Rosaleen McDonagh is a playwright, performer and columnist, an Irish Traveller, disabled woman, and a writer, whose recent collection of sixteen essays “Unsettled” explore where her identities intersect, contradict and evolve.
Throughout her life and through her writing, these identities have been nurtured and explored. “Writing is a gift that has saved me from myself, ” she writes in an introduction that sets out the cost and, to some degree, catharsis of revisiting trauma.
These are not, the introduction tells us, stories of overcoming by an inspirational woman or a “supercrip” – a stereotypical storyline for biographies of those with disabilities that assumes something must be overcome for that life to be worthwhile.
McDonagh owns her Traveller and disabled identities. She does not want to change them.
Each essay explores different themes, including racism, abuse, ableism, identity, politics, personal and sexual relationships.
In “Caked On”, she talks about how her Traveller family supported and enveloped her. Yet, it was never even suggested that she would ever follow the traditional path for Traveller women, of marriage and children.
She was one of them but would never fully be one of them due to not fulfilling these predetermined roles. She felt shame, she writes, that she let her family down because her path was so different to theirs.
We learn in “Clamped” that McDonagh lived in residential care for large parts of her life, a place in which she was a survivor of physical and sexual abuse. When she was clamped into her chair on the way to medical appointments the driver would kiss and grope her, she writes.
She describes the mistreatment of the other patients too. Many of the other females in the residential home had forced hysterectomies. Clothes and underwear were shared. The idea that disabled people in a residential home should have autonomy and individuality was a luxury not afforded to them.
The freedom to express your identity, your individuality, your background, is not one that everyone has. Her life is a life on the outskirts. “The paradox of being started at yet feeling invisible,” she writes in “Ink, Blood, Tears”, an essay where she recounts getting a tattoo in honour of a dead friend. As a Traveller, there is a risk of being refused entry, as a disabled person, people stare and overlook.
Disabled people do not fall neatly into societal roles and ideals. Travellers also live on the peripheries of society, facing intergenerational and daily prejudices and discrimination.
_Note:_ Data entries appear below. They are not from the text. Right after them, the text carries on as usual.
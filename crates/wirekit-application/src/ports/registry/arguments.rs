//! Positional constructor arguments handed to implementation factories

use serde_json::Value;
use std::any::{Any, type_name};
use std::sync::Arc;
use wirekit_domain::ports::ServiceContainer;
use wirekit_domain::value_objects::Instance;

/// Resolved dependencies for one constructor call, by position
///
/// Accessors return `Err(String)` so factories can use `?` directly.
#[derive(Debug, Clone)]
pub struct InjectedArguments {
    service: String,
    values: Vec<Instance>,
}

impl InjectedArguments {
    /// Bundle resolved arguments for `service`
    pub fn new(service: impl Into<String>, values: Vec<Instance>) -> Self {
        Self {
            service: service.into(),
            values,
        }
    }

    /// Id of the service being constructed
    pub fn service_id(&self) -> &str {
        &self.service
    }

    /// Number of injected arguments
    pub fn len(&self) -> usize {
        self.values.len()
    }

    /// Whether no argument was injected
    pub fn is_empty(&self) -> bool {
        self.values.is_empty()
    }

    /// Argument at `index`
    pub fn instance(&self, index: usize) -> Result<&Instance, String> {
        self.values.get(index).ok_or_else(|| {
            format!(
                "missing constructor argument {index} for \"{}\" ({} injected)",
                self.service,
                self.values.len()
            )
        })
    }

    /// Argument at `index` as a constant value
    pub fn value(&self, index: usize) -> Result<&Value, String> {
        let instance = self.instance(index)?;
        instance.as_value().ok_or_else(|| {
            format!(
                "argument {index} of \"{}\" is a {}, not a constant",
                self.service,
                instance.type_name()
            )
        })
    }

    /// Argument at `index` as a string constant
    pub fn str(&self, index: usize) -> Result<&str, String> {
        self.value(index)?.as_str().ok_or_else(|| {
            format!("argument {index} of \"{}\" is not a string", self.service)
        })
    }

    /// Argument at `index` borrowed as `T`
    pub fn get<T: Any>(&self, index: usize) -> Result<&T, String> {
        let instance = self.instance(index)?;
        instance.downcast_ref::<T>().ok_or_else(|| {
            format!(
                "argument {index} of \"{}\" is a {}, not a {}",
                self.service,
                instance.type_name(),
                type_name::<T>()
            )
        })
    }

    /// Argument at `index` shared as `Arc<T>`
    pub fn shared<T: Any + Send + Sync>(&self, index: usize) -> Result<Arc<T>, String> {
        let instance = self.instance(index)?;
        instance.downcast::<T>().ok_or_else(|| {
            format!(
                "argument {index} of \"{}\" is a {}, not a {}",
                self.service,
                instance.type_name(),
                type_name::<T>()
            )
        })
    }

    /// Argument at `index` as the container itself (`@container`)
    pub fn container(&self, index: usize) -> Result<Arc<dyn ServiceContainer>, String> {
        self.get::<Arc<dyn ServiceContainer>>(index).cloned()
    }
}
This is where pride, representation and the minority voice are of huge importance. For Rosaleen, her own intersection of her disability, of being female and of her ethnicity is a representation she herself never had growing up.
Her female Traveller identity is of a huge pride for her. She writes about her hair, the grooming, the traditions, the stories, the tight-knit family unit with love and affection. In “Queer Connections”, her sisters help her get ready to go a dates and affectionately teased her about marrying “Settled David”.
The contradictions of her identities, the abuse she was subjected to, the ableism she faced, have affected her for many years. She carried a bottle of bleach around in her handbag to clean surfaces. She punished her body. She suffered from disordered eating. She attempted suicide.
Upon admittance to hospital after a suicide attempt, it was seen that “The fault was with me not with the hostility and discrimination that surrounded me,” she writes, in “Mam and Me”.
She skilfully weaves her stories together. In “Caked On”, she tells how her father hid all mirrors as his daughters were spending too much time gazing at themselves, only keeping a small bit for himself so he could shave, a story which slides then into the importance of Traveller hair – the oils, the curling and the braiding – and on again into a frank description of degradation and abuse in the care home where faeces was pushed into her face.
The lack of respect and the inability of those around her to see her as a human is evident in many of the essays.
In “Vacuous”, she describes a frequent disabled experience, planning to go to a supermarket even though fatigued, the obstructed physical access to the store due to other people’s oversight, the unwanted, unasked-for, overhelpfulness of a stranger, the otherness of how she is seen. In front of McDonagh, the overhelpful stranger tells the cashier she has “one of these at home”.
Another part of her, her Traveller identity, is not celebrated or allowed to thrive outside of her community. This is an ethnicity that has been, and continues to be both shunned and overlooked in Ireland. She writes about a time her family were denied service in a shop due to a news story of another Traveller having been shot by a settled farmer.
Her life now – playwright, academic, her gluten-free products, her modern car – is a world away from her Traveller upbringing. In Mam and Me” she describes how she came home from her residential home with short hair and short skirt. It was an indication that “the difference between me and my family would become unmanageable”, she writes.
She is a Traveller woman who has had more interaction with the settled world than she would have had if it were not for her disability.
However, she frequently fought against being fostered by a settled family. The cultural differences were too wide for her. Sustaining her familial relationships is her “biggest and greatest achievement”, she says.
Unsettled is honest and beautifully written, a place for McDonagh to tell her story.